* [THE DATA]:
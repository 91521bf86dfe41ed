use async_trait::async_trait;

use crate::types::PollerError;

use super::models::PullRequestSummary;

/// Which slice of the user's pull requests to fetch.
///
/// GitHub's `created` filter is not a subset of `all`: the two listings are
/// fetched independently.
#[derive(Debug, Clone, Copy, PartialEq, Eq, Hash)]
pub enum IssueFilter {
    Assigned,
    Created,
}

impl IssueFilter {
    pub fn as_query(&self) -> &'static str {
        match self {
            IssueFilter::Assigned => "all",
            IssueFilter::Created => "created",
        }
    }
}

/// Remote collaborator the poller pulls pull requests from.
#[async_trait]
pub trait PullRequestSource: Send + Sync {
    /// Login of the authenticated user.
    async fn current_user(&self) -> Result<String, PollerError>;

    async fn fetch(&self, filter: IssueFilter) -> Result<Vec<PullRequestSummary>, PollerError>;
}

...

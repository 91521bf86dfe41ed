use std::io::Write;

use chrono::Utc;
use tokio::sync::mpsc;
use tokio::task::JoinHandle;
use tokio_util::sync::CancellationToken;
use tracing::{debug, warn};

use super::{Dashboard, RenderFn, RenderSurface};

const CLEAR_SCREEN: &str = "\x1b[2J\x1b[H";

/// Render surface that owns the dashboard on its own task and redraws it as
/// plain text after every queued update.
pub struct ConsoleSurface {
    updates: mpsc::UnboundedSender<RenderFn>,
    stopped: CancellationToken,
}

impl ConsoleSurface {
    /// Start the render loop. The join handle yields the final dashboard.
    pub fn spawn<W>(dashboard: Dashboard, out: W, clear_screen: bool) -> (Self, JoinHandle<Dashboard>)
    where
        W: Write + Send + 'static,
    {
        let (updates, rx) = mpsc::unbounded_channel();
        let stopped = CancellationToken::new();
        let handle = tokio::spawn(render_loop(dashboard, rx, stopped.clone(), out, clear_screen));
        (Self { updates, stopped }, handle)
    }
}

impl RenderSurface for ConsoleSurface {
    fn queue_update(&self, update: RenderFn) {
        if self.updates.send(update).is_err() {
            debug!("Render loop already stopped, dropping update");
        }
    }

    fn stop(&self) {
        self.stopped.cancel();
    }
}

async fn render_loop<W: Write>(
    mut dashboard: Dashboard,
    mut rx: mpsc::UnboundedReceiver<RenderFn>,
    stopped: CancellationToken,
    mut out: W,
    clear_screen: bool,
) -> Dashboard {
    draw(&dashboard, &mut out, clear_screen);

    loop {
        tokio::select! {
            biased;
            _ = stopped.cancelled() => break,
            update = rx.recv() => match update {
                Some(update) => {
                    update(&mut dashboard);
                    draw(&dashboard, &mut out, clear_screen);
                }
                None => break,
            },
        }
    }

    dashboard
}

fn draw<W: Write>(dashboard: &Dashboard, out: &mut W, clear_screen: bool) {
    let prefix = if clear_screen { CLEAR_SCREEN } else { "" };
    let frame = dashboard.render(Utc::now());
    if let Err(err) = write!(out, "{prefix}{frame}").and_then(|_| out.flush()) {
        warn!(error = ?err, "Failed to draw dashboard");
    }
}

* [WORK ORDER]: Filter the listing above by the word "PollerError"; copy each line that passes.

* [REPLY TO THE TASK]:
use crate::types::PollerError;
    async fn current_user(&self) -> Result<String, PollerError>;
    async fn fetch(&self, filter: IssueFilter) -> Result<Vec<PullRequestSummary>, PollerError>;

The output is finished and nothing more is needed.